Firstly, the international network created through my research should help to leverage and build impact opportunities, and to debate the practical and contextually relevant mechanisms for bringing political and policy attention back to some of the cross-cutting issues that are critical to building responsive health systems, but which are not well understood, such as how to tackle health inequality and preventable mortality. 

For many households in low-resource contexts, health is the difference between whether you live above or below the poverty line; whether your children can attend primary and/or secondary education; or whether you have access to potable water and decent sanitation.

Yet there is a common failure on the part of governments to provide basic services, water and sanitation, which can erode trust and promote instability. Unless health inequality – and other broader social determinants of health – are tackled, those vulnerable to poverty, disease and deprivation will continue to constitute an ever-growing marginalised group.

Community symposium on the SDGs in Mwanza Communal Lands

Community symposium on the SDGs in Mwanza Communal Lands, attended by Dr Fortunate Machingura

Secondly, the project is already translating my PhD findings into useful policy tools – bridging that research-practice gap. These tools might have a lasting impact on the advancement of well-being and quality of life of low-income communities, particularly those living with HIV/AIDS.

“Leaving no one behind also means moving towards a culture of inclusion and human security, to strengthen solidarity.”

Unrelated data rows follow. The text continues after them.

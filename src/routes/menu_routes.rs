// src/routes/menu_routes.rs

use axum::{
    extract::{Path, State},
    routing::{get, patch, post},
    Json, Router,
};
use serde::{Deserialize, Serialize};
use uuid::Uuid;

use crate::{
    error::ApiError,
    middleware::auth_context::AuthContext,
    models::{AppState, MenuOptionRow, MenuRow},
};

pub fn router() -> Router<AppState> {
    Router::new()
        .route("/", get(list_menus).post(create_menu))
        .route("/{menu_id}", patch(update_menu))
        .route("/{menu_id}/options", post(create_option))
}

#[derive(Debug, Serialize)]
pub struct MenuWithOptions {
    #[serde(flatten)]
    pub menu: MenuRow,
    pub options: Vec<MenuOptionRow>,
}

pub async fn list_menus(
    State(state): State<AppState>,
    auth: AuthContext,
) -> Result<Json<Vec<MenuWithOptions>>, ApiError> {
    let menus: Vec<MenuRow> = sqlx::query_as::<_, MenuRow>(
        r#"
        SELECT menu_id, clinic_id, display_name, duration_minutes, price_cents,
               display_order, is_active, created_at, updated_at
        FROM menu
        WHERE clinic_id = $1
          AND is_active = true
        ORDER BY display_order ASC, display_name ASC
        "#,
    )
    .bind(auth.clinic_id)
    .fetch_all(&state.db)
    .await
    .map_err(ApiError::db)?;

    let options: Vec<MenuOptionRow> = sqlx::query_as::<_, MenuOptionRow>(
        r#"
        SELECT mo.option_id, mo.menu_id, mo.display_name, mo.duration_delta_minutes,
               mo.price_delta_cents, mo.display_order, mo.is_active
        FROM menu_option mo
        JOIN menu m ON m.menu_id = mo.menu_id
        WHERE m.clinic_id = $1
          AND mo.is_active = true
        ORDER BY mo.display_order ASC
        "#,
    )
    .bind(auth.clinic_id)
    .fetch_all(&state.db)
    .await
    .map_err(ApiError::db)?;

    let mut out: Vec<MenuWithOptions> = menus
        .into_iter()
        .map(|menu| MenuWithOptions { menu, options: vec![] })
        .collect();
    for opt in options {
        if let Some(entry) = out.iter_mut().find(|m| m.menu.menu_id == opt.menu_id) {
            entry.options.push(opt);
        }
    }

    Ok(Json(out))
}

#[derive(Debug, Deserialize)]
pub struct CreateMenuRequest {
    pub display_name: String,
    pub duration_minutes: i32,
    pub price_cents: Option<i32>,
    pub display_order: Option<i32>,
}

pub async fn create_menu(
    State(state): State<AppState>,
    auth: AuthContext,
    Json(req): Json<CreateMenuRequest>,
) -> Result<Json<MenuRow>, ApiError> {
    auth.ensure_admin_or_manager()?;

    let display_name = req.display_name.trim();
    if display_name.is_empty() {
        return Err(ApiError::BadRequest(
            "VALIDATION_ERROR",
            "display_name is required".into(),
        ));
    }
    if req.duration_minutes <= 0 || req.duration_minutes > 24 * 60 {
        return Err(ApiError::BadRequest(
            "VALIDATION_ERROR",
            "duration_minutes must be between 1 and 1440".into(),
        ));
    }

    let row: MenuRow = sqlx::query_as::<_, MenuRow>(
        r#"
        INSERT INTO menu (clinic_id, display_name, duration_minutes, price_cents, display_order, is_active, created_at, updated_at)
        VALUES ($1,$2,$3,$4,$5, true, now(), now())
        RETURNING menu_id, clinic_id, display_name, duration_minutes, price_cents,
                  display_order, is_active, created_at, updated_at
        "#,
    )
    .bind(auth.clinic_id)
    .bind(display_name)
    .bind(req.duration_minutes)
    .bind(req.price_cents.unwrap_or(0))
    .bind(req.display_order.unwrap_or(0))
    .fetch_one(&state.db)
    .await
    .map_err(ApiError::db)?;

    Ok(Json(row))
}

#[derive(Debug, Deserialize)]
pub struct UpdateMenuRequest {
    pub display_name: Option<String>,
    pub duration_minutes: Option<i32>,
    pub price_cents: Option<i32>,
    pub display_order: Option<i32>,
    pub is_active: Option<bool>,
}

pub async fn update_menu(
    State(state): State<AppState>,
    auth: AuthContext,
    Path(menu_id): Path<Uuid>,
    Json(req): Json<UpdateMenuRequest>,
) -> Result<Json<MenuRow>, ApiError> {
    auth.ensure_admin_or_manager()?;

    if let Some(d) = req.duration_minutes {
        if d <= 0 || d > 24 * 60 {
            return Err(ApiError::BadRequest(
                "VALIDATION_ERROR",
                "duration_minutes must be between 1 and 1440".into(),
            ));
        }
    }
    if let Some(name) = req.display_name.as_deref() {
        if name.trim().is_empty() {
            return Err(ApiError::BadRequest(
                "VALIDATION_ERROR",
                "display_name must not be empty".into(),
            ));
        }
    }

    let row: MenuRow = sqlx::query_as::<_, MenuRow>(
        r#"
        UPDATE menu
        SET display_name = COALESCE($3, display_name),
            duration_minutes = COALESCE($4, duration_minutes),
            price_cents = COALESCE($5, price_cents),
            display_order = COALESCE($6, display_order),
            is_active = COALESCE($7, is_active),
            updated_at = now()
        WHERE menu_id = $1
          AND clinic_id = $2
        RETURNING menu_id, clinic_id, display_name, duration_minutes, price_cents,
                  display_order, is_active, created_at, updated_at
        "#,
    )
    .bind(menu_id)
    .bind(auth.clinic_id)
    .bind(req.display_name.as_deref().map(str::trim))
    .bind(req.duration_minutes)
    .bind(req.price_cents)
    .bind(req.display_order)
    .bind(req.is_active)
    .fetch_optional(&state.db)
    .await
    .map_err(ApiError::db)?
    .ok_or_else(|| ApiError::not_found("menu"))?;

    Ok(Json(row))
}

#[derive(Debug, Deserialize)]
pub struct CreateOptionRequest {
    pub display_name: String,
    pub duration_delta_minutes: i32,
    pub price_delta_cents: Option<i32>,
    pub display_order: Option<i32>,
}

pub async fn create_option(
    State(state): State<AppState>,
    auth: AuthContext,
    Path(menu_id): Path<Uuid>,
    Json(req): Json<CreateOptionRequest>,
) -> Result<Json<MenuOptionRow>, ApiError> {
    auth.ensure_admin_or_manager()?;

    let display_name = req.display_name.trim();
    if display_name.is_empty() {
        return Err(ApiError::BadRequest(
            "VALIDATION_ERROR",
            "display_name is required".into(),
        ));
    }
    // deltas may be negative (shorter variants) but must leave room
    if req.duration_delta_minutes.abs() > 24 * 60 {
        return Err(ApiError::BadRequest(
            "VALIDATION_ERROR",
            "duration_delta_minutes out of range".into(),
        ));
    }

    // menu must belong to the caller's clinic
    let owned: Option<Uuid> = sqlx::query_scalar(
        r#"
        SELECT menu_id
        FROM menu
        WHERE menu_id = $1
          AND clinic_id = $2
        "#,
    )
    .bind(menu_id)
    .bind(auth.clinic_id)
    .fetch_optional(&state.db)
    .await
    .map_err(ApiError::db)?;
    if owned.is_none() {
        return Err(ApiError::not_found("menu"));
    }

    let row: MenuOptionRow = sqlx::query_as::<_, MenuOptionRow>(
        r#"
        INSERT INTO menu_option (menu_id, display_name, duration_delta_minutes, price_delta_cents, display_order, is_active)
        VALUES ($1,$2,$3,$4,$5, true)
        RETURNING option_id, menu_id, display_name, duration_delta_minutes,
                  price_delta_cents, display_order, is_active
        "#,
    )
    .bind(menu_id)
    .bind(display_name)
    .bind(req.duration_delta_minutes)
    .bind(req.price_delta_cents.unwrap_or(0))
    .bind(req.display_order.unwrap_or(0))
    .fetch_one(&state.db)
    .await
    .map_err(ApiError::db)?;

    Ok(Json(row))
}
use axum::{Json, Router, extract::State, routing::get};
use chrono::{DateTime, Duration, Utc};

use crate::error::ApiError;
use crate::middleware::auth_context::AuthContext;
use crate::models::{AppState, role_to_string};

#[derive(serde::Serialize)]
pub struct HomeResponse {
    pub data: HomeData,
}

#[derive(serde::Serialize)]
pub struct HomeData {
    pub view: String,
    pub today_reservations: i64,
}

pub fn router() -> Router<AppState> {
    Router::new().route("/home", get(home))
}

pub async fn home(
    State(state): State<AppState>,
    auth: AuthContext,
) -> Result<Json<HomeResponse>, ApiError> {
    let start = Utc::now().date_naive().and_hms_opt(0, 0, 0).unwrap();
    let start_ts = DateTime::<Utc>::from_naive_utc_and_offset(start, Utc);
    let end_ts = start_ts + Duration::days(1);

    // slot-blocking reservations only (cancelled/no-show excluded)
    let today_reservations: i64 = sqlx::query_scalar(
        r#"
        SELECT COUNT(*)
        FROM reservation
        WHERE clinic_id = $1
          AND start_at >= $2
          AND start_at <  $3
          AND status NOT IN (5, 6)
        "#,
    )
    .bind(auth.clinic_id)
    .bind(start_ts)
    .bind(end_ts)
    .fetch_one(&state.db)
    .await
    .map_err(ApiError::db)?;

    Ok(Json(HomeResponse {
        data: HomeData {
            view: role_to_string(auth.role),
            today_reservations,
        },
    }))
}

The work aims to identify the priorities of marginalised groups, especially low-income people living with HIV/AIDS, by digitising and weighting their priorities through community-level data traces.

Big data

These will be linked with big data through well-being weighting economic techniques and transformed into an HIV outcome measure (CHOM) to strengthen understanding on what matters for the most vulnerable – and how data uptake by them could improve patient choice.

This approach is particularly significant when local-level data traces are the condition required to access free health care, and a pathway to addressing inequality at the community level – where the need is greatest.

Understanding who vulnerable populations are, where they live, and what kinds of inequalities they experience, is critical. Effective participation for groups that are ‘left behind’ would mean that their voices are heard from the outset. Leaving no one behind also means moving towards a culture of inclusion and human security, to strengthen solidarity. This is what my research aims to do.